Mitotic clustering of pulverized chromosomes from micronuclei

Complex genome rearrangements can be generated by the catastrophic pulverization of mis-segregated chromosomes trapped within micronuclei through a process known as chromothripsis. Since each chromosome harbors a single centromere, it remains unknown how acentric fragments derived from shattered chromosomes are inherited between daughter cells during mitosis. Here we tracked micronucleated chromosomes by live-cell imaging and show that acentric fragments cluster in close spatial proximity throughout mitosis for asymmetric inheritance by a single daughter cell. Mechanistically, the CIP2A-TOPBP1 complex prematurely associates with DNA lesions within ruptured micronuclei during interphase, which poises pulverized chromosomes for clustering upon mitotic entry. Inactivation of CIP2A or TOPBP1 caused acentric fragments to disperse throughout the mitotic cytoplasm, stochastically partition into both daughter cells, and mis-accumulate as cytoplasmic DNA fragments that trigger an inflammatory response.
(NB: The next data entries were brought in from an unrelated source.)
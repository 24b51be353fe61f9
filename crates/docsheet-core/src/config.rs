use std::fs;
use std::path::{Path, PathBuf};

use serde::{Deserialize, Serialize};
use thiserror::Error;
use tracing::warn;

use crate::flatten::DEFAULT_SEPARATOR;
use crate::sheet::DEFAULT_MAX_COLUMN_WIDTH;

pub const DEFAULT_COLLECTIONS: [&str; 9] = [
    "users",
    "events",
    "registrations",
    "adminusers",
    "discounts",
    "minimarathons",
    "nonpecminimarathons",
    "registrationforms",
    "otps",
];

#[derive(Debug, Error)]
pub enum ConfigError {
    #[error("failed to read config file {}: {source}", .path.display())]
    Read {
        path: PathBuf,
        #[source]
        source: std::io::Error,
    },

    #[error("failed to parse config file {}: {source}", .path.display())]
    Parse {
        path: PathBuf,
        #[source]
        source: toml::de::Error,
    },

    #[error("invalid configuration: {0}")]
    Invalid(String),
}

/// Everything one export run needs; threaded into the exporter at construction.
#[derive(Debug, Clone, Serialize, Deserialize, PartialEq)]
#[serde(default)]
pub struct ExportConfig {
    pub mongodb_uri: Option<String>,
    /// Used when the connection string does not name a database.
    pub database: String,
    pub output_dir: PathBuf,
    /// Subdirectory of `output_dir` receiving one workbook per event.
    pub events_subdir: String,
    pub collections: Vec<String>,
    pub events_collection: String,
    pub registrations_collection: String,
    pub join_field: String,
    pub name_field: String,
    pub separator: String,
    pub max_column_width: usize,
    pub summary_file: String,
}

impl Default for ExportConfig {
    fn default() -> Self {
        Self {
            mongodb_uri: None,
            database: "test".to_string(),
            output_dir: PathBuf::from("output"),
            events_subdir: "events".to_string(),
            collections: DEFAULT_COLLECTIONS.iter().map(|c| c.to_string()).collect(),
            events_collection: "events".to_string(),
            registrations_collection: "registrations".to_string(),
            join_field: "eventId".to_string(),
            name_field: "eventName".to_string(),
            separator: DEFAULT_SEPARATOR.to_string(),
            max_column_width: DEFAULT_MAX_COLUMN_WIDTH,
            summary_file: "00_SUMMARY_REPORT.xlsx".to_string(),
        }
    }
}

impl ExportConfig {
    pub fn from_toml_str(contents: &str, path: &Path) -> Result<Self, ConfigError> {
        toml::from_str(contents).map_err(|source| ConfigError::Parse {
            path: path.to_path_buf(),
            source,
        })
    }

    pub fn load_file(path: &Path) -> Result<Self, ConfigError> {
        let contents = fs::read_to_string(path).map_err(|source| ConfigError::Read {
            path: path.to_path_buf(),
            source,
        })?;
        Self::from_toml_str(&contents, path)
    }

    /// Applies `DOCSHEET_*` (and plain `MONGODB_URI`) variables from the process environment.
    pub fn apply_env_overrides(&mut self) {
        self.apply_overrides_from(|name| std::env::var(name).ok());
    }

    pub fn apply_overrides_from<F>(&mut self, lookup: F)
    where
        F: Fn(&str) -> Option<String>,
    {
        let get = |name: &str| {
            lookup(name)
                .map(|raw| raw.trim().to_string())
                .filter(|raw| !raw.is_empty())
        };

        if let Some(uri) = get("DOCSHEET_MONGODB_URI").or_else(|| get("MONGODB_URI")) {
            self.mongodb_uri = Some(uri);
        }
        if let Some(database) = get("DOCSHEET_DATABASE") {
            self.database = database;
        }
        if let Some(dir) = get("DOCSHEET_OUTPUT_DIR") {
            self.output_dir = PathBuf::from(dir);
        }
        if let Some(raw) = get("DOCSHEET_COLLECTIONS") {
            self.collections = split_list(&raw);
        }
        if let Some(raw) = get("DOCSHEET_MAX_COLUMN_WIDTH") {
            match raw.parse::<usize>() {
                Ok(width) => self.max_column_width = width,
                Err(err) => warn!("invalid DOCSHEET_MAX_COLUMN_WIDTH, ignoring: {err}"),
            }
        }
    }

    pub fn validate(&self) -> Result<(), ConfigError> {
        if self.mongodb_uri.as_deref().map_or(true, str::is_empty) {
            return Err(ConfigError::Invalid(
                "a MongoDB connection string is required (--uri or MONGODB_URI)".into(),
            ));
        }
        if self.collections.is_empty() {
            return Err(ConfigError::Invalid("collection list is empty".into()));
        }
        if self.separator.is_empty() {
            return Err(ConfigError::Invalid("separator must not be empty".into()));
        }
        if self.max_column_width == 0 {
            return Err(ConfigError::Invalid(
                "max_column_width must be greater than zero".into(),
            ));
        }
        Ok(())
    }

    pub fn events_dir(&self) -> PathBuf {
        self.output_dir.join(&self.events_subdir)
    }

    pub fn summary_path(&self) -> PathBuf {
        self.output_dir.join(&self.summary_file)
    }
}

/// Splits a comma separated list, dropping empty entries.
pub fn split_list(raw: &str) -> Vec<String> {
    raw.split(',')
        .map(str::trim)
        .filter(|item| !item.is_empty())
        .map(str::to_string)
        .collect()
}
use std::path::PathBuf;

use anyhow::{Context, Result};
use clap::{Args, Parser, Subcommand};
use comfy_table::presets::UTF8_FULL;
use comfy_table::Table;
use docsheet_core::export::{Exporter, RunReport};
use docsheet_core::mongo::MongoSource;
use docsheet_core::ExportConfig;
use tracing::{info, warn};
use tracing_subscriber::EnvFilter;

#[derive(Parser, Debug)]
#[command(author, version, about = "Export MongoDB collections to styled xlsx workbooks", long_about = None)]
struct Cli {
    #[command(flatten)]
    global: GlobalArgs,

    #[command(subcommand)]
    command: Option<Command>,
}

#[derive(Subcommand, Debug)]
enum Command {
    /// Export every configured collection, the per-event registrations and the summary report
    Export(ExportArgs),
    /// List the collections present in the target database
    ListCollections,
}

#[derive(Args, Debug)]
struct GlobalArgs {
    /// TOML file with export settings
    #[arg(long, global = true)]
    config: Option<PathBuf>,
    /// MongoDB connection string (overrides MONGODB_URI)
    #[arg(long, global = true)]
    uri: Option<String>,
    /// Database used when the connection string does not name one
    #[arg(long, global = true)]
    database: Option<String>,
    /// Emit logs as JSON lines
    #[arg(long, global = true)]
    json_logs: bool,
}

#[derive(Args, Debug, Default)]
struct ExportArgs {
    /// Directory receiving the workbooks
    #[arg(short, long)]
    output_dir: Option<PathBuf>,
    /// Collection to export; repeat to export several (replaces the configured list)
    #[arg(short, long = "collection")]
    collections: Vec<String>,
    /// Upper bound for auto-sized column widths
    #[arg(long)]
    max_column_width: Option<usize>,
}

#[tokio::main]
async fn main() -> Result<()> {
    dotenvy::dotenv().ok();
    let cli = Cli::parse();
    init_tracing(cli.global.json_logs);

    match cli.command.unwrap_or(Command::Export(ExportArgs::default())) {
        Command::Export(args) => {
            let config = load_config(&cli.global, Some(args))?;
            handle_export(&config).await
        }
        Command::ListCollections => {
            let config = load_config(&cli.global, None)?;
            handle_list_collections(&config).await
        }
    }
}

fn init_tracing(json: bool) {
    let filter = EnvFilter::try_from_default_env().unwrap_or_else(|_| EnvFilter::new("info"));
    if json {
        tracing_subscriber::fmt().with_env_filter(filter).json().init();
    } else {
        tracing_subscriber::fmt().with_env_filter(filter).init();
    }
}

/// Defaults, then the config file, then the environment, then command-line flags.
fn load_config(global: &GlobalArgs, export: Option<ExportArgs>) -> Result<ExportConfig> {
    let mut config = match &global.config {
        Some(path) => ExportConfig::load_file(path)?,
        None => ExportConfig::default(),
    };
    config.apply_env_overrides();

    if let Some(uri) = &global.uri {
        config.mongodb_uri = Some(uri.clone());
    }
    if let Some(database) = &global.database {
        config.database = database.clone();
    }
    if let Some(args) = export {
        if let Some(dir) = args.output_dir {
            config.output_dir = dir;
        }
        if !args.collections.is_empty() {
            config.collections = args.collections;
        }
        if let Some(width) = args.max_column_width {
            config.max_column_width = width;
        }
    }

    config.validate()?;
    Ok(config)
}

async fn connect(config: &ExportConfig) -> Result<MongoSource> {
    let uri = config
        .mongodb_uri
        .as_deref()
        .context("MONGODB_URI (or --uri) must be set")?;
    info!("connecting to MongoDB");
    let source = MongoSource::connect(uri, &config.database).await?;
    info!(database = source.database_name(), "connected to MongoDB");
    Ok(source)
}

async fn handle_export(config: &ExportConfig) -> Result<()> {
    let source = connect(config).await?;

    match source.collection_names().await {
        Ok(names) => info!(count = names.len(), "collections found in database"),
        Err(err) => warn!("could not list collections: {err:#}"),
    }

    let report = Exporter::new(&source, config).run().await;
    source.shutdown().await;
    let report = report.context("export aborted")?;

    print_report(config, &report);
    Ok(())
}

async fn handle_list_collections(config: &ExportConfig) -> Result<()> {
    let source = connect(config).await?;
    let names = source.collection_names().await;
    source.shutdown().await;

    let mut names = names?;
    names.sort();
    for name in names {
        println!("{name}");
    }
    Ok(())
}

fn print_report(config: &ExportConfig, report: &RunReport) {
    let mut collections = Table::new();
    collections
        .load_preset(UTF8_FULL)
        .set_header(vec!["Collection", "Documents", "Status", "File"]);
    for outcome in &report.collections {
        let row = outcome.summary_row();
        let file = match &outcome.result {
            Ok(n) if *n > 0 => outcome.path.display().to_string(),
            _ => String::new(),
        };
        collections.add_row(vec![
            row.collection,
            row.documents.to_string(),
            row.status.to_string(),
            file,
        ]);
    }
    println!("{collections}");

    let grouped_status = match &report.grouped {
        Ok(grouped) => format!(
            "{} written, {} without registrations, {} without key",
            grouped.exported(),
            grouped.without_children.len(),
            grouped.without_key
        ),
        Err(err) => format!("failed: {err}"),
    };

    let mut totals = Table::new();
    totals.load_preset(UTF8_FULL).set_header(vec!["Export summary", ""]);
    totals.add_row(vec![
        "Collections exported".to_string(),
        format!("{}/{}", report.collections_exported(), report.collections.len()),
    ]);
    totals.add_row(vec![
        "Total documents".to_string(),
        report.total_documents().to_string(),
    ]);
    totals.add_row(vec!["Event registration files".to_string(), grouped_status]);
    totals.add_row(vec![
        "Workbooks written".to_string(),
        report.files_written().to_string(),
    ]);
    totals.add_row(vec![
        "Output directory".to_string(),
        config.output_dir.display().to_string(),
    ]);
    println!("{totals}");
}
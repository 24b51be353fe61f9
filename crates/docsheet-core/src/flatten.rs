use std::collections::btree_map::{self, BTreeMap};

use crate::value::{
    binary_placeholder, join_scalars, json_text, Cell, FieldValue, Record, TIMESTAMP_FORMAT,
};

/// Default separator between a parent key and its child keys.
pub const DEFAULT_SEPARATOR: &str = "_";

/// A single-level mapping from flattened path to displayable cell.
#[derive(Debug, Clone, Default, PartialEq)]
pub struct FlatRow {
    cells: BTreeMap<String, Cell>,
    overwritten: Vec<String>,
}

impl FlatRow {
    pub fn new() -> Self {
        Self::default()
    }

    /// Inserts a cell; a later write to the same path replaces the earlier one and the
    /// path is remembered in [`FlatRow::overwritten`].
    pub fn insert(&mut self, path: impl Into<String>, cell: Cell) {
        let path = path.into();
        match self.cells.entry(path) {
            btree_map::Entry::Occupied(mut slot) => {
                self.overwritten.push(slot.key().clone());
                slot.insert(cell);
            }
            btree_map::Entry::Vacant(slot) => {
                slot.insert(cell);
            }
        }
    }

    pub fn get(&self, path: &str) -> Option<&Cell> {
        self.cells.get(path)
    }

    pub fn keys(&self) -> impl Iterator<Item = &str> {
        self.cells.keys().map(String::as_str)
    }

    pub fn iter(&self) -> impl Iterator<Item = (&str, &Cell)> {
        self.cells.iter().map(|(key, cell)| (key.as_str(), cell))
    }

    pub fn len(&self) -> usize {
        self.cells.len()
    }

    pub fn is_empty(&self) -> bool {
        self.cells.is_empty()
    }

    /// Paths that were written more than once while flattening.
    pub fn overwritten(&self) -> &[String] {
        &self.overwritten
    }

    fn merge(&mut self, child: FlatRow) {
        self.overwritten.extend(child.overwritten);
        for (path, cell) in child.cells {
            self.insert(path, cell);
        }
    }
}

/// Flattens one record into a single-level row, joining nested keys with `separator`.
pub fn flatten(record: &Record, separator: &str) -> FlatRow {
    flatten_with_prefix(record, "", separator)
}

/// Same as [`flatten`], but every produced path is rooted at `prefix`.
pub fn flatten_with_prefix(record: &Record, prefix: &str, separator: &str) -> FlatRow {
    let mut row = FlatRow::new();

    for (key, value) in record.iter() {
        let path = if prefix.is_empty() {
            key.to_string()
        } else {
            format!("{prefix}{separator}{key}")
        };

        match value {
            FieldValue::Nested(child) => {
                row.merge(flatten_with_prefix(child, &path, separator));
            }
            other => row.insert(path, scalar_cell(other)),
        }
    }

    row
}

fn scalar_cell(value: &FieldValue) -> Cell {
    match value {
        FieldValue::Null => Cell::Empty,
        FieldValue::Bool(b) => Cell::Bool(*b),
        FieldValue::Integer(i) => Cell::Integer(*i),
        FieldValue::Float(f) => Cell::Number(*f),
        FieldValue::Text(s) | FieldValue::Reference(s) => Cell::Text(s.clone()),
        FieldValue::Timestamp(ts) => Cell::Text(ts.format(TIMESTAMP_FORMAT).to_string()),
        FieldValue::Binary(bytes) => Cell::Text(binary_placeholder(bytes.len())),
        FieldValue::RecordList(_) => Cell::Text(json_text(&value.to_json())),
        FieldValue::ScalarList(items) => Cell::Text(join_scalars(items)),
        // Only reached for a nested record passed directly, never from `flatten_with_prefix`.
        FieldValue::Nested(record) => Cell::Text(json_text(&record.to_json())),
    }
}
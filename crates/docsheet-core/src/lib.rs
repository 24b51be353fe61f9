pub mod config;
pub mod error;
pub mod export;
pub mod flatten;
pub mod grouping;
pub mod mongo;
pub mod naming;
pub mod project;
pub mod sheet;
pub mod source;
pub mod summary;
pub mod value;

pub use config::{ConfigError, ExportConfig};
pub use error::ExportError;
pub use export::{Exporter, RunReport};
pub use flatten::{flatten, FlatRow};
pub use project::{project, Table};
pub use source::{DocumentSource, MemorySource, SourceError};
pub use value::{Cell, FieldValue, Record};
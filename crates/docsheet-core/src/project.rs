use std::collections::BTreeSet;

use crate::flatten::FlatRow;
use crate::value::Cell;

/// A rectangular table: every row has exactly `headers.len()` cells.
#[derive(Debug, Clone, PartialEq)]
pub struct Table {
    pub headers: Vec<String>,
    pub rows: Vec<Vec<Cell>>,
}

impl Table {
    pub fn width(&self) -> usize {
        self.headers.len()
    }

    pub fn height(&self) -> usize {
        self.rows.len()
    }

    pub fn column(&self, header: &str) -> Option<impl Iterator<Item = &Cell>> {
        let index = self.headers.iter().position(|h| h == header)?;
        Some(self.rows.iter().map(move |row| &row[index]))
    }
}

/// Projects heterogeneous rows onto the sorted union of their keys.
///
/// Returns `None` when there is nothing to export. Headers are ordered by code point
/// and absent keys become [`Cell::Empty`].
pub fn project(rows: &[FlatRow]) -> Option<Table> {
    if rows.is_empty() {
        return None;
    }

    let columns: BTreeSet<&str> = rows.iter().flat_map(FlatRow::keys).collect();
    let headers: Vec<String> = columns.into_iter().map(str::to_string).collect();

    let table_rows = rows
        .iter()
        .map(|row| {
            headers
                .iter()
                .map(|header| row.get(header).cloned().unwrap_or_default())
                .collect()
        })
        .collect();

    Some(Table {
        headers,
        rows: table_rows,
    })
}
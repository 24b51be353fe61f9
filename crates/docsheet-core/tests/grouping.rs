use docsheet_core::grouping::{partition_by_key, JoinKey};
use docsheet_core::{FieldValue, Record};

#[test]
fn partitions_by_typed_key_and_skips_missing_keys() {
    let records = vec![
        Record::new().with("eventId", "E1").with("n", 1i64),
        Record::new().with("eventId", "E1").with("n", 2i64),
        Record::new().with("eventId", 1i64),
        Record::new().with("eventId", "1"),
        Record::new().with("eventId", FieldValue::Null),
        Record::new().with("eventId", ""),
        Record::new().with("other", "x"),
    ];

    let partitions = partition_by_key(&records, "eventId");

    assert_eq!(partitions.len(), 3);
    assert_eq!(partitions[&JoinKey::Text("E1".into())].len(), 2);
    assert_eq!(partitions[&JoinKey::Integer(1)].len(), 1);
    assert_eq!(partitions[&JoinKey::Text("1".into())].len(), 1);
}

#[test]
fn whole_float_keys_join_integer_keys() {
    let records = vec![
        Record::new().with("eventId", 1i64),
        Record::new().with("eventId", 1.0),
        Record::new().with("eventId", 1.5),
    ];

    let partitions = partition_by_key(&records, "eventId");

    assert_eq!(partitions[&JoinKey::Integer(1)].len(), 2);
    assert_eq!(partitions[&JoinKey::Other("1.5".into())].len(), 1);

    let event = Record::new().with("eventId", FieldValue::Float(1.0));
    assert_eq!(
        JoinKey::from_record(&event, "eventId"),
        Some(JoinKey::Integer(1))
    );
}

#[test]
fn blank_keys_are_absent() {
    let record = Record::new().with("eventId", 0i64);
    assert_eq!(JoinKey::from_record(&record, "eventId"), None);
    assert_eq!(JoinKey::from_record(&record, "missing"), None);
}

#[test]
fn keys_display_their_raw_value() {
    assert_eq!(JoinKey::Integer(42).to_string(), "42");
    assert_eq!(JoinKey::Reference("abc".into()).to_string(), "abc");
}
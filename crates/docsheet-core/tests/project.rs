use docsheet_core::flatten::flatten;
use docsheet_core::{project, Cell, FieldValue, FlatRow, Record};

fn rows(records: &[Record]) -> Vec<FlatRow> {
    records.iter().map(|r| flatten(r, "_")).collect()
}

#[test]
fn empty_batch_has_nothing_to_export() {
    assert!(project(&[]).is_none());
}

#[test]
fn heterogeneous_rows_project_to_a_rectangle() {
    let batch = rows(&[
        Record::new().with("name", "Alice").with("email", "a@x.io"),
        Record::new()
            .with("name", "Bob")
            .with("college", Record::new().with("city", "Chandigarh")),
        Record::new().with("phone", 98765i64),
    ]);

    let table = project(&batch).expect("non-empty batch");

    assert_eq!(table.headers, vec!["college_city", "email", "name", "phone"]);
    assert_eq!(table.height(), 3);
    for row in &table.rows {
        assert_eq!(row.len(), table.width());
    }
    assert_eq!(
        table.rows[2],
        vec![Cell::Empty, Cell::Empty, Cell::Empty, Cell::Integer(98765)]
    );
    let names: Vec<String> = table
        .column("name")
        .expect("name column")
        .map(ToString::to_string)
        .collect();
    assert_eq!(names, vec!["Alice", "Bob", ""]);
}

#[test]
fn headers_sort_by_code_point() {
    let batch = rows(&[Record::new()
        .with("b", 1i64)
        .with("_id", FieldValue::Reference("x".into()))
        .with("Z", 1i64)
        .with("a", 1i64)
        .with("é", 1i64)]);

    let table = project(&batch).expect("non-empty batch");

    assert_eq!(table.headers, vec!["Z", "_id", "a", "b", "é"]);
}

#[test]
fn projection_is_deterministic_across_runs() {
    let records = vec![
        Record::new().with("z", 1i64).with("m", "x"),
        Record::new().with("a", true).with("m", "y"),
    ];

    let first = project(&rows(&records)).expect("table");
    let second = project(&rows(&records)).expect("table");

    assert_eq!(first, second);
}
mod detail;
mod list;

pub use detail::{DetailView, CLEAR_BUTTON_LABEL, EMPTY_MESSAGE};
pub use list::ProductListView;
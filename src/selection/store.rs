//! Observable single-slot selection cell.

use std::fmt;
use std::sync::Arc;

use parking_lot::Mutex;
use tracing::trace;

use crate::catalog::Product;

/// Handle returned by [`SelectionStore::subscribe`].
#[derive(Debug, Clone, Copy, PartialEq, Eq, Hash)]
pub struct SubscriptionId(u64);

type Callback = Arc<dyn Fn(Option<&Product>) + Send + Sync>;

#[derive(Default)]
struct Inner {
    value: Option<Product>,
    subscribers: Vec<(SubscriptionId, Callback)>,
    next_id: u64,
}

/// Holds at most one selected product.
///
/// Clones share the same slot, so a store created by the screen can be handed
/// to every view callback. Writes go through [`set`](Self::set) (or the
/// `select`/`clear` shorthands) and notify every subscriber synchronously,
/// in registration order, before returning. The lock is released before
/// notification so subscribers may read the store.
#[derive(Clone, Default)]
pub struct SelectionStore {
    inner: Arc<Mutex<Inner>>,
}

impl SelectionStore {
    pub fn new() -> Self {
        Self::default()
    }

    pub fn with_selection(value: Option<Product>) -> Self {
        let store = Self::new();
        store.inner.lock().value = value;
        store
    }

    pub fn get(&self) -> Option<Product> {
        self.inner.lock().value.clone()
    }

    pub fn is_selected(&self) -> bool {
        self.inner.lock().value.is_some()
    }

    pub fn set(&self, value: Option<Product>) {
        let subscribers: Vec<Callback> = {
            let mut inner = self.inner.lock();
            inner.value = value.clone();
            inner
                .subscribers
                .iter()
                .map(|(_, callback)| Arc::clone(callback))
                .collect()
        };
        trace!(
            selected = value.as_ref().map(|p| p.name.as_str()),
            subscribers = subscribers.len(),
            "selection updated"
        );
        for callback in subscribers {
            callback(value.as_ref());
        }
    }

    pub fn select(&self, product: Product) {
        self.set(Some(product));
    }

    pub fn clear(&self) {
        self.set(None);
    }

    pub fn subscribe<F>(&self, callback: F) -> SubscriptionId
    where
        F: Fn(Option<&Product>) + Send + Sync + 'static,
    {
        let mut inner = self.inner.lock();
        let id = SubscriptionId(inner.next_id);
        inner.next_id += 1;
        inner.subscribers.push((id, Arc::new(callback)));
        id
    }

    /// Returns false if the id was not registered.
    pub fn unsubscribe(&self, id: SubscriptionId) -> bool {
        let mut inner = self.inner.lock();
        let before = inner.subscribers.len();
        inner.subscribers.retain(|(sub, _)| *sub != id);
        inner.subscribers.len() != before
    }

    pub fn subscriber_count(&self) -> usize {
        self.inner.lock().subscribers.len()
    }
}

impl fmt::Debug for SelectionStore {
    fn fmt(&self, f: &mut fmt::Formatter<'_>) -> fmt::Result {
        let inner = self.inner.lock();
        f.debug_struct("SelectionStore")
            .field("value", &inner.value)
            .field("subscribers", &inner.subscribers.len())
            .finish()
    }
}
Mitotic clustering facilitates the re-assembly of acentric fragments into rearranged chromosomes lacking the extensive DNA copy number losses characteristic of canonical chromothripsis. Comprehensive analysis of pan-cancer genomes revealed clusters of DNA copy number-neutral rearrangements – termed balanced chromothripsis – across diverse tumor types resulting in the acquisition of known cancer driver events. Thus, distinct patterns of chromothripsis can be explained by the spatial clustering of pulverized chromosomes from micronuclei.